* _WHAT IS REQUIRED_
Print the data that follows exactly as it stands, from its first line through the line containing "let url = url.trim_end_matches('/').to_string();", and stop there.
<<<<
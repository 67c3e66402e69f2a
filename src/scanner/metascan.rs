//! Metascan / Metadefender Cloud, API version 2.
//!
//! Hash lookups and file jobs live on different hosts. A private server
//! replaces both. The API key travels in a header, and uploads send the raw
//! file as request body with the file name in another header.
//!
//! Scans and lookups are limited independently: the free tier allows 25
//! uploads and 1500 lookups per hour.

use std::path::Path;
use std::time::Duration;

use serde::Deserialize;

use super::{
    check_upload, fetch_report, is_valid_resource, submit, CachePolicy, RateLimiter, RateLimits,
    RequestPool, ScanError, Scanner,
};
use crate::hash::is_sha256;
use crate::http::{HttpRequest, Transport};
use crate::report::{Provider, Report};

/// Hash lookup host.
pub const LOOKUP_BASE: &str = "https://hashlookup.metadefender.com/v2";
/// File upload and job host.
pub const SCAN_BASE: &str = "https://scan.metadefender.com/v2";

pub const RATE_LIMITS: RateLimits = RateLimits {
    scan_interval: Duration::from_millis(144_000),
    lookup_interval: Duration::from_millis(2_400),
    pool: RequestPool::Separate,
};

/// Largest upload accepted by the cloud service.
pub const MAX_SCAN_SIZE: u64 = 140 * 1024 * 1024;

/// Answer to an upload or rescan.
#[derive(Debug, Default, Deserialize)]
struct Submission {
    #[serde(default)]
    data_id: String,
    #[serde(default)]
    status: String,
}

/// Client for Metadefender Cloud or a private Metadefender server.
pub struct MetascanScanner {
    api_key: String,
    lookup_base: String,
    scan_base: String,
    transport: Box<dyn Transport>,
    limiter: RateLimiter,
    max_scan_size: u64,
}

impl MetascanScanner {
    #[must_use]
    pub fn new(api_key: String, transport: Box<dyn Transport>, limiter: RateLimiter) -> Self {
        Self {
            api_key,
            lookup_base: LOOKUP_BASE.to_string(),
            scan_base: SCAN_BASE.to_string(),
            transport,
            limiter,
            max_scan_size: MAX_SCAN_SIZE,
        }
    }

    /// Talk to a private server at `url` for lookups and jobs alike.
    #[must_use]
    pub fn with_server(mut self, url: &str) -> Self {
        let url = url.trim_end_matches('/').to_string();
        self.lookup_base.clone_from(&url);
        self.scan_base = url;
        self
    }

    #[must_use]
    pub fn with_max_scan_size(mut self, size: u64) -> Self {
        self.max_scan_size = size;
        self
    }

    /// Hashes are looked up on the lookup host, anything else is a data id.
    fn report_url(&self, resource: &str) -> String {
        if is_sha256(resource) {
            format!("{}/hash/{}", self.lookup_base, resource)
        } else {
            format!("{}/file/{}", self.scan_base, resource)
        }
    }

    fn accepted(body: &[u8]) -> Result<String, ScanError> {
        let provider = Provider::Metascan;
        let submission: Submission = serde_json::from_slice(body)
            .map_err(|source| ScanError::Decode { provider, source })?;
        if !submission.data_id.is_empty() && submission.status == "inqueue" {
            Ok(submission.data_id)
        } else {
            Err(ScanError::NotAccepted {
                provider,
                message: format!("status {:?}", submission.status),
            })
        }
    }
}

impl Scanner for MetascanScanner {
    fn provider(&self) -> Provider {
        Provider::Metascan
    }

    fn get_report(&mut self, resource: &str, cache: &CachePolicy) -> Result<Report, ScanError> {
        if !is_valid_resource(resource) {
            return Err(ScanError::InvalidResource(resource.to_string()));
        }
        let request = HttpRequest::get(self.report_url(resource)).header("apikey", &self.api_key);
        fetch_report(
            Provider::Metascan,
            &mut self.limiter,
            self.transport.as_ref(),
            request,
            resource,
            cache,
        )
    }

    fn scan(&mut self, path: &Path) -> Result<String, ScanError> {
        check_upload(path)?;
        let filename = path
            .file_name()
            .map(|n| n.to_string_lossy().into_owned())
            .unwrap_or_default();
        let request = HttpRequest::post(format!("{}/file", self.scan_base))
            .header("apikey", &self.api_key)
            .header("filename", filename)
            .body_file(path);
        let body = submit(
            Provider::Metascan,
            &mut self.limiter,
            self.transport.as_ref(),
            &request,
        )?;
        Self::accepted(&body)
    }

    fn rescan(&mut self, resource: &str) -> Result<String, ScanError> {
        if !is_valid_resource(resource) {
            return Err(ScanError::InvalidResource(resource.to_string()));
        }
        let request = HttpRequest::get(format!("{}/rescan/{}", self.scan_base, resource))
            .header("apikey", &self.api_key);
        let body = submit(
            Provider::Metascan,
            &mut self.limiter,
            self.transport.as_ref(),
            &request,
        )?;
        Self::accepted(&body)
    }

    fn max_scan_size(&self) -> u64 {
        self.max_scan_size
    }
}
>>>>
* _ANSWER TO THIS TASK_
repository 67c3e66402e69f2a
filename src/scanner/metascan.rs
//! Metascan / Metadefender Cloud, API version 2.
//!
//! Hash lookups and file jobs live on different hosts. A private server
//! replaces both. The API key travels in a header, and uploads send the raw
//! file as request body with the file name in another header.
//!
//! Scans and lookups are limited independently: the free tier allows 25
//! uploads and 1500 lookups per hour.

use std::path::Path;
use std::time::Duration;

use serde::Deserialize;

use super::{
    check_upload, fetch_report, is_valid_resource, submit, CachePolicy, RateLimiter, RateLimits,
    RequestPool, ScanError, Scanner,
};
use crate::hash::is_sha256;
use crate::http::{HttpRequest, Transport};
use crate::report::{Provider, Report};

/// Hash lookup host.
pub const LOOKUP_BASE: &str = "https://hashlookup.metadefender.com/v2";
/// File upload and job host.
pub const SCAN_BASE: &str = "https://scan.metadefender.com/v2";

pub const RATE_LIMITS: RateLimits = RateLimits {
    scan_interval: Duration::from_millis(144_000),
    lookup_interval: Duration::from_millis(2_400),
    pool: RequestPool::Separate,
};

/// Largest upload accepted by the cloud service.
pub const MAX_SCAN_SIZE: u64 = 140 * 1024 * 1024;

/// Answer to an upload or rescan.
#[derive(Debug, Default, Deserialize)]
struct Submission {
    #[serde(default)]
    data_id: String,
    #[serde(default)]
    status: String,
}

/// Client for Metadefender Cloud or a private Metadefender server.
pub struct MetascanScanner {
    api_key: String,
    lookup_base: String,
    scan_base: String,
    transport: Box<dyn Transport>,
    limiter: RateLimiter,
    max_scan_size: u64,
}

impl MetascanScanner {
    #[must_use]
    pub fn new(api_key: String, transport: Box<dyn Transport>, limiter: RateLimiter) -> Self {
        Self {
            api_key,
            lookup_base: LOOKUP_BASE.to_string(),
            scan_base: SCAN_BASE.to_string(),
            transport,
            limiter,
            max_scan_size: MAX_SCAN_SIZE,
        }
    }

    /// Talk to a private server at `url` for lookups and jobs alike.
    #[must_use]
    pub fn with_server(mut self, url: &str) -> Self {
        let url = url.trim_end_matches('/').to_string();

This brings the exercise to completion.